■ WORK TO BE COMPLETED: The answer should consist solely of the lines from the first one below through the line containing "contract for futures", copied exactly.

■ PROVIDED RECORDS:
○ ○ ○ ○

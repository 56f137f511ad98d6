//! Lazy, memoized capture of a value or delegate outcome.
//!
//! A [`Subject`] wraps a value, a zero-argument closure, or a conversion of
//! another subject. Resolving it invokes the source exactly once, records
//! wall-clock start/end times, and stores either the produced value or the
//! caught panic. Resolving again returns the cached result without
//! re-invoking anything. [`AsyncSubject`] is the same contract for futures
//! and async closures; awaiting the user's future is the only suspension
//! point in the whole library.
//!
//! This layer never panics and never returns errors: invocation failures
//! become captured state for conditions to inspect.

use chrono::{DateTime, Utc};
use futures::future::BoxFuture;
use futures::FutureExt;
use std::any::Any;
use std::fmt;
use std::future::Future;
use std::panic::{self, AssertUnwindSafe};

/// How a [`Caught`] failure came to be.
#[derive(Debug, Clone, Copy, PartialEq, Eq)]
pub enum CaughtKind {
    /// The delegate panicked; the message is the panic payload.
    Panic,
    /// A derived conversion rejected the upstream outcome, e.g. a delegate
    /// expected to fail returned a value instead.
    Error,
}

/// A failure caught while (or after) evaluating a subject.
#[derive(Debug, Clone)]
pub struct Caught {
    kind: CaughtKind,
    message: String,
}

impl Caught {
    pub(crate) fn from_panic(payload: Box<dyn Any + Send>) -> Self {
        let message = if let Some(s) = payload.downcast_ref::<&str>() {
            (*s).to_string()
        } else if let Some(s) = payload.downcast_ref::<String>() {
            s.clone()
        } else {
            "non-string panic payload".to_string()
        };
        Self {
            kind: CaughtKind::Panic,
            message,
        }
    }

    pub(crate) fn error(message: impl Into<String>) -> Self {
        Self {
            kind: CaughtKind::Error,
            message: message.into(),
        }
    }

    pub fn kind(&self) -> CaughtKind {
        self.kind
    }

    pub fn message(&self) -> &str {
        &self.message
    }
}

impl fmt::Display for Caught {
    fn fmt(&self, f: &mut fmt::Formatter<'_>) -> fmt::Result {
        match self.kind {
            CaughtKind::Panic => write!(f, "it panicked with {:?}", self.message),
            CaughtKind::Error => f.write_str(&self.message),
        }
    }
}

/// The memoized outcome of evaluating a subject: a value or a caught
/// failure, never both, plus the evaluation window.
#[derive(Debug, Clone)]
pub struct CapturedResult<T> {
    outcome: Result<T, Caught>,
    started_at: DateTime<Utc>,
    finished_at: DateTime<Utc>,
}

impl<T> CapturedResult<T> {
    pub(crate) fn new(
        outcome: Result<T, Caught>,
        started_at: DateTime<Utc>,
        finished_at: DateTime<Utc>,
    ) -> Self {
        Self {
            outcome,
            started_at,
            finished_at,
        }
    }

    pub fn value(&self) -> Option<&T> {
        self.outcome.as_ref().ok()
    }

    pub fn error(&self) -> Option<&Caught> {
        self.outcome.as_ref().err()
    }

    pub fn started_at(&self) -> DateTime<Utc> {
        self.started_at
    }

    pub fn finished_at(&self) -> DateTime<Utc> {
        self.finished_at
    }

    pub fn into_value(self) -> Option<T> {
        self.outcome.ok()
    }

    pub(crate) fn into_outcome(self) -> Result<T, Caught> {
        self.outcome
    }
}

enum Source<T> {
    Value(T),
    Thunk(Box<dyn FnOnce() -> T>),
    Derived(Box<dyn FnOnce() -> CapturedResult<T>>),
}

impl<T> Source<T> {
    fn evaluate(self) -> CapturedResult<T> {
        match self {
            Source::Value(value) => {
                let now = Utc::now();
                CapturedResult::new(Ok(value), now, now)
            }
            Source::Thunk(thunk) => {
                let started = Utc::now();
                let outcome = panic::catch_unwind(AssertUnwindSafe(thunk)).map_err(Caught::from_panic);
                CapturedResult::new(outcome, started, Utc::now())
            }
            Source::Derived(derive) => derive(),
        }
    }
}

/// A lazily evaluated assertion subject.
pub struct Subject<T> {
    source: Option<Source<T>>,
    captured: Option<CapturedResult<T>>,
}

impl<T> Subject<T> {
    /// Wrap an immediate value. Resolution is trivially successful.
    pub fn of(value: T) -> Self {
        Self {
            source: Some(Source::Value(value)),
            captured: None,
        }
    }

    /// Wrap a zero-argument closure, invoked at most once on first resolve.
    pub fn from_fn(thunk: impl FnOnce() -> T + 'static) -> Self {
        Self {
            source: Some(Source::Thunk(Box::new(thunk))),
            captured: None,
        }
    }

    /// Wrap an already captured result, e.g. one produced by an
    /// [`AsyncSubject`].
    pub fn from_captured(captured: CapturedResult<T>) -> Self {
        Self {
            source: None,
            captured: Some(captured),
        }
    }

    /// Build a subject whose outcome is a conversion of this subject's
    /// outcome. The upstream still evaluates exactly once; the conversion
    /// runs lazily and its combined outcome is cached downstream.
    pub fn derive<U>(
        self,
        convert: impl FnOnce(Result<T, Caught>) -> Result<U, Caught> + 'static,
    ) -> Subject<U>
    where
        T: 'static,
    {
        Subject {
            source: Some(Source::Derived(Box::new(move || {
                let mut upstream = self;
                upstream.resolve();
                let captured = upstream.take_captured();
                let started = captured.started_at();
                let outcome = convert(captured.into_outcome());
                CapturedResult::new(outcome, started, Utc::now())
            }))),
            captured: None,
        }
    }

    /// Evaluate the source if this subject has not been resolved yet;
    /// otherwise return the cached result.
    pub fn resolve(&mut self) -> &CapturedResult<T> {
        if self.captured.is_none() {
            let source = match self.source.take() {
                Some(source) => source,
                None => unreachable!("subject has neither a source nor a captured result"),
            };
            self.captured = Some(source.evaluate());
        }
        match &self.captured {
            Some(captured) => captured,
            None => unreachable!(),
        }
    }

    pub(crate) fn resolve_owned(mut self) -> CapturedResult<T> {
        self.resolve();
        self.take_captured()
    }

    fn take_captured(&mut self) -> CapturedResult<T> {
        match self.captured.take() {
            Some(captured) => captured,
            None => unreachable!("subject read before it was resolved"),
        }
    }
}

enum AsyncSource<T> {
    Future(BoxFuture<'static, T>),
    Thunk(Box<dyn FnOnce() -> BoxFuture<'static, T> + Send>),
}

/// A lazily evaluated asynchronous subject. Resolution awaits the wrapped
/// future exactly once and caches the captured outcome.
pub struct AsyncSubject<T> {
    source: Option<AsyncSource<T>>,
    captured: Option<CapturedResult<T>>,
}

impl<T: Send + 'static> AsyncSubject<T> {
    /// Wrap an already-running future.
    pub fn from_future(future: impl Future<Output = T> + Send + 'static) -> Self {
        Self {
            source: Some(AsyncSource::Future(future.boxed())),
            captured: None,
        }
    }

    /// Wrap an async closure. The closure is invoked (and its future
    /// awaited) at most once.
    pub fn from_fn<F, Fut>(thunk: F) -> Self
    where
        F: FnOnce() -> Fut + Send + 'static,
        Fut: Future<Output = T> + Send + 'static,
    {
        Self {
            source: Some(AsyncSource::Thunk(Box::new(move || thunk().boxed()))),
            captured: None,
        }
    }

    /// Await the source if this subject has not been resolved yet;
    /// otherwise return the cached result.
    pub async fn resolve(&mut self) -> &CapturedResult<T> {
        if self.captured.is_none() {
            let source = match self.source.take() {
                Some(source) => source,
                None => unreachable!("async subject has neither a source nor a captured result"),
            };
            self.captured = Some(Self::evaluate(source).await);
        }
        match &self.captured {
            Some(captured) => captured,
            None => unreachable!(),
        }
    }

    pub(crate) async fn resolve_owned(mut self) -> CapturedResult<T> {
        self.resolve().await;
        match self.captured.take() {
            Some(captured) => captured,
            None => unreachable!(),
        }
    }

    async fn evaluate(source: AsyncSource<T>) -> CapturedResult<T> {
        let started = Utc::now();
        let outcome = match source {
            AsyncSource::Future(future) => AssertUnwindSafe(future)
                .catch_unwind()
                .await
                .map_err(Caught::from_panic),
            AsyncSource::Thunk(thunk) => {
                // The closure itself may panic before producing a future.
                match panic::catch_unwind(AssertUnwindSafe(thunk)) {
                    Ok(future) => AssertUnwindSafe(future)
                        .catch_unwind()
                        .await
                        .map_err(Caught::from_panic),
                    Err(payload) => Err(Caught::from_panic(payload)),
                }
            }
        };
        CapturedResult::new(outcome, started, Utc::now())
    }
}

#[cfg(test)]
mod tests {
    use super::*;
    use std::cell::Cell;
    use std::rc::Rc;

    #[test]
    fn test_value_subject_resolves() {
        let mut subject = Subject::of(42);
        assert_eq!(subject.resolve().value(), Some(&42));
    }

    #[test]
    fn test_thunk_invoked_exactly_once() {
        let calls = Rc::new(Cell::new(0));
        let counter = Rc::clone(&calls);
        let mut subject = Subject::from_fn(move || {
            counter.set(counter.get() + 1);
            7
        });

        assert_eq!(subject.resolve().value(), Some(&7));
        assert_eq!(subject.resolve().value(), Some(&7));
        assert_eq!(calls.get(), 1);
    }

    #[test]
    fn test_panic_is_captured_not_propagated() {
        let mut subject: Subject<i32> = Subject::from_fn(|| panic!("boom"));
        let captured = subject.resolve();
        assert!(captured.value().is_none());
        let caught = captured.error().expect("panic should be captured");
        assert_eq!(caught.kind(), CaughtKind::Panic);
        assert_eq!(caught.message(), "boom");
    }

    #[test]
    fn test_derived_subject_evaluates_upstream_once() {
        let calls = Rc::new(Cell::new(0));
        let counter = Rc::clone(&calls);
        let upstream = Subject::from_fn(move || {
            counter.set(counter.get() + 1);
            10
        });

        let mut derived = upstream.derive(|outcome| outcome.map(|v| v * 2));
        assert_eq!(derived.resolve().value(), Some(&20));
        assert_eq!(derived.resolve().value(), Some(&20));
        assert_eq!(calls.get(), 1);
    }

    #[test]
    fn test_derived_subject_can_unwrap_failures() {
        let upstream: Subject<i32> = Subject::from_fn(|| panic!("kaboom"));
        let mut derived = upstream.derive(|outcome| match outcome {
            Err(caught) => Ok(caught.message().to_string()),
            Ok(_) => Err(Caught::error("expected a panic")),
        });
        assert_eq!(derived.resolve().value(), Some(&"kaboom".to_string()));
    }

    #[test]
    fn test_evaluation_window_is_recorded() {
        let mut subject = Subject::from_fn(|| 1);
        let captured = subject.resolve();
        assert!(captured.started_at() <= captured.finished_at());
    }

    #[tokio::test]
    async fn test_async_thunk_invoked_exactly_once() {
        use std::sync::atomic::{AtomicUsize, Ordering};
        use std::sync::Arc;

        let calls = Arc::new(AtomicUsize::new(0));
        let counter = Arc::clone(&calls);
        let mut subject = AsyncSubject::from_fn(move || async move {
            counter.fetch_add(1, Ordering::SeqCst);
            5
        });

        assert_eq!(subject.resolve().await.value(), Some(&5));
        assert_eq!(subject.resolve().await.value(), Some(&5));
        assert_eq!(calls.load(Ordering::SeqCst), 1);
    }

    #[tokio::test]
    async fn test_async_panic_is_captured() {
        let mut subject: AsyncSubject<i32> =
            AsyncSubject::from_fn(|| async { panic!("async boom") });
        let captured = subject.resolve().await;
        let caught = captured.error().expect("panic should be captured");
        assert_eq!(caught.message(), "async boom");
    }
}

○ ○ ○ ○

■ EXPECTED OUTPUT:
repository 56f137f511ad98d6
//! Lazy, memoized capture of a value or delegate outcome.
//!
//! A [`Subject`] wraps a value, a zero-argument closure, or a conversion of
//! another subject. Resolving it invokes the source exactly once, records
//! wall-clock start/end times, and stores either the produced value or the
//! caught panic. Resolving again returns the cached result without
//! re-invoking anything. [`AsyncSubject`] is the same contract for futures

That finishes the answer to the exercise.